Using Data Filters

A filter is a subset of data from a table. Suppose that you want to see only certain records from a table, such as all customers who are past due. Instead of hiding the records that you don't want to see, create a filter. The filter removes unwanted records from view. The records don't go away, and you don't have to unhide the records later (as you do when you actually hide records by right-clicking over a column or row in the Datasheet view and selecting Hide Columns or Hide Row). A filter works similar to a short- term record hider, putting certain records out of the way while you work with the filtered data.

Access supports three filtering approaches:

  • Filter by Selection Filters data based on selected table data

  • Filter by Form Enables you to choose the data fields that you want Access to use for filtering

  • Advanced Filter/Sort Controls advanced filtering options from the Access menu bar

The easiest and most common filter options are Filter by Selection and Filter by Form, which the following two sections describe.

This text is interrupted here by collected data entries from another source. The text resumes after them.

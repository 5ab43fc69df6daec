//! Feed event router.

use crate::notify::{Notification, Notifier};
use crate::settings::CategorySettings;
use crate::sink::AnnotationSink;
use lpd_core::{AnnotationFact, Category, RawFeedEvent};
use lpd_registry::DedupRegistry;
use lpd_telemetry::Metrics;
use std::sync::Arc;
use tracing::{debug, info};

/// What happened to one feed event.
#[derive(Debug, Clone, PartialEq, Eq)]
pub enum RouteOutcome {
    /// Missing platform label.
    Malformed,
    /// Identifier already handled.
    Duplicate,
    /// New identifier, no configured category matched. Counted only.
    Unclassified,
    /// New fact for a disabled category. Counted and persisted only.
    Suppressed(AnnotationFact),
    /// New fact delivered to pages (and notified when enabled).
    Published(AnnotationFact),
}

impl RouteOutcome {
    pub fn as_str(&self) -> &'static str {
        match self {
            Self::Malformed => "malformed",
            Self::Duplicate => "duplicate",
            Self::Unclassified => "unclassified",
            Self::Suppressed(_) => "suppressed",
            Self::Published(_) => "published",
        }
    }

    pub fn fact(&self) -> Option<&AnnotationFact> {
        match self {
            Self::Suppressed(fact) | Self::Published(fact) => Some(fact),
            _ => None,
        }
    }
}

/// Classifies, deduplicates and fans out feed events.
pub struct EventRouter {
    settings: Arc<CategorySettings>,
    registry: Arc<DedupRegistry>,
    notifier: Arc<dyn Notifier>,
    sink: Arc<dyn AnnotationSink>,
}

impl EventRouter {
    pub fn new(
        settings: Arc<CategorySettings>,
        registry: Arc<DedupRegistry>,
        notifier: Arc<dyn Notifier>,
        sink: Arc<dyn AnnotationSink>,
    ) -> Self {
        Self {
            settings,
            registry,
            notifier,
            sink,
        }
    }

    pub fn handle(&self, event: &RawFeedEvent) -> RouteOutcome {
        let outcome = self.route(event);
        Metrics::feed_event(outcome.as_str());
        outcome
    }

    fn route(&self, event: &RawFeedEvent) -> RouteOutcome {
        if event.platform_label.trim().is_empty() {
            debug!(identifier = %event.identifier, "Dropping event without platform label");
            return RouteOutcome::Malformed;
        }

        let def = self.settings.classify_def(&event.platform_label);
        let category = def
            .as_ref()
            .map_or(Category::Unclassified, |def| Category::Launchpad(def.key.clone()));
        if !self.registry.try_accept(&event.identifier, &category) {
            return RouteOutcome::Duplicate;
        }

        let Some(def) = def else {
            debug!(
                identifier = %event.identifier,
                label = %event.platform_label,
                "Unclassified token"
            );
            return RouteOutcome::Unclassified;
        };

        let fact = AnnotationFact::new(event.identifier.clone(), def.key, def.label, def.color);
        if !self.registry.persist(fact.identifier(), fact.category()) {
            Metrics::cache_write_failed();
        }

        if !def.enabled {
            debug!(identifier = %fact.identifier(), category = %fact.category(), "Category disabled");
            return RouteOutcome::Suppressed(fact);
        }

        info!(
            identifier = %fact.identifier(),
            category = %fact.category(),
            name = event.display_name_or_unknown(),
            "New token detected"
        );

        if self.settings.notifications_enabled() {
            self.notifier.notify(Notification::token_detected(
                &fact,
                event.display_name_or_unknown(),
            ));
        }
        self.sink.publish(&fact);
        Metrics::fact_published(fact.category().as_str());

        RouteOutcome::Published(fact)
    }
}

Access includes an Advanced Filter/Sort option on the Records, Filter menu, but you will almost always prefer creating a query to using the advanced filter. In addition, Access supports a Filter Excluding Selection that filters the opposite of Filter by Selection. A query is easier to save and work with in the future than a filter.

Filter by Selection

Filter by Selection works by example. Suppose that you want to display only those table records that contain a specific field value; for example, you need to work only with customer records from Brazil. If your customer table contains a Country field with scattered Brazil entries, you can filter out all those records that do not contain Brazil in their Country fields.

You can practice working with filters by opening the sample Northwind Traders database that comes with Access. (You'll locate this northwind.mdb file in your Office Samples folder.) When you first open the Northwind Traders database, a splash screen will appear; a splash screen acts as a title window that appears when you first start an application, and you can designate splash screens for databases that appear when you open them. Close the splash screen by clicking the window's OK button, and perform the following steps to design a filter that filters out records that don't contain Brazil:

  1. Display the Datasheet view for the Customers table. To do so, click the Tables entry inside the Database window and double-click the Customers table.

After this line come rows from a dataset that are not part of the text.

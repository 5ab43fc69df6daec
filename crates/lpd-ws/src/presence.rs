//! Page presence tracking.
//!
//! The feed session is only wanted while at least one page on a supported
//! site is open. `PagePresence` keeps the set of open pages and publishes the
//! derived "interested" flag on a watch channel, notifying receivers only when
//! the value actually changes.

use crate::error::{WsError, WsResult};
use dashmap::DashMap;
use regex::Regex;
use tokio::sync::watch;
use tracing::{debug, info};

/// Site patterns used when none are configured.
pub const DEFAULT_SITE_PATTERNS: &[&str] = &["*://axiom.trade/*", "*://gmgn.ai/*"];

/// A `*` glob over page URLs (e.g. `*://gmgn.ai/*`).
#[derive(Debug, Clone)]
pub struct SitePattern {
    raw: String,
    regex: Regex,
}

impl SitePattern {
    pub fn parse(glob: &str) -> WsResult<Self> {
        let glob = glob.trim();
        if glob.is_empty() {
            return Err(WsError::InvalidSitePattern("empty pattern".to_string()));
        }
        let source = format!("^{}$", regex::escape(glob).replace(r"\*", ".*"));
        let regex =
            Regex::new(&source).map_err(|e| WsError::InvalidSitePattern(format!("{glob}: {e}")))?;
        Ok(Self {
            raw: glob.to_string(),
            regex,
        })
    }

    pub fn matches(&self, url: &str) -> bool {
        self.regex.is_match(url)
    }

    pub fn as_str(&self) -> &str {
        &self.raw
    }
}

#[derive(Debug, Clone)]
struct PageEntry {
    url: String,
    qualifies: bool,
}

/// Open pages and the derived "interested" signal.
pub struct PagePresence {
    patterns: Vec<SitePattern>,
    pages: DashMap<String, PageEntry>,
    interested_tx: watch::Sender<bool>,
}

impl PagePresence {
    pub fn new<S: AsRef<str>>(patterns: &[S]) -> WsResult<Self> {
        let patterns = patterns
            .iter()
            .map(|p| SitePattern::parse(p.as_ref()))
            .collect::<WsResult<Vec<_>>>()?;
        let (interested_tx, _) = watch::channel(false);
        Ok(Self {
            patterns,
            pages: DashMap::new(),
            interested_tx,
        })
    }

    pub fn with_default_sites() -> WsResult<Self> {
        Self::new(DEFAULT_SITE_PATTERNS)
    }

    /// Receiver for the "interested" flag.
    pub fn subscribe(&self) -> watch::Receiver<bool> {
        self.interested_tx.subscribe()
    }

    pub fn is_interested(&self) -> bool {
        *self.interested_tx.borrow()
    }

    pub fn qualifies(&self, url: &str) -> bool {
        self.patterns.iter().any(|p| p.matches(url))
    }

    /// A page opened or navigated. Returns whether its URL qualifies.
    pub fn page_updated(&self, page_id: &str, url: &str) -> bool {
        let qualifies = self.qualifies(url);
        self.pages.insert(
            page_id.to_string(),
            PageEntry {
                url: url.to_string(),
                qualifies,
            },
        );
        debug!(page_id, url, qualifies, "Page updated");
        self.recompute();
        qualifies
    }

    pub fn page_closed(&self, page_id: &str) {
        if self.pages.remove(page_id).is_some() {
            debug!(page_id, "Page closed");
            self.recompute();
        }
    }

    /// URLs of open pages on supported sites.
    pub fn qualifying_urls(&self) -> Vec<String> {
        self.pages
            .iter()
            .filter(|entry| entry.qualifies)
            .map(|entry| entry.url.clone())
            .collect()
    }

    pub fn page_count(&self) -> usize {
        self.pages.len()
    }

    fn recompute(&self) {
        let changed = self.interested_tx.send_if_modified(|current| {
            let interested = self.pages.iter().any(|entry| entry.qualifies);
            if *current == interested {
                return false;
            }
            *current = interested;
            true
        });
        if changed {
            info!(interested = self.is_interested(), "Page interest changed");
        }
    }
}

  2. Locate one record with Brazil in the Country field. You might have to click the horizontal scrollbar to see the Country field from the Datasheet view.

  3. Double-click the single field value that contains Brazil to select that value. If you select only the first part of the field instead of selecting the entire field, such as the letter B , you filter all records that do not start with B .

  4. Click the toolbar's Filter by Selection button. Access filters out all records that don't match your selected criteria . Figure 19.1 shows a filtered Datasheet view that displays only records containing a Brazil entry in their Country fields. Before the filter, this Datasheet view held more than 90 records. By locating the sample field and clicking once, you just changed the display to those records that only contain Brazil for the Country field value.

    Figure 19.1. Filter by Selection filters out all unwanted records.


  5. To return to the full Datasheet view, click the toolbar's Remove Filter button.

As you can see, a filter removes unwanted records; Access filters those unwanted records from view.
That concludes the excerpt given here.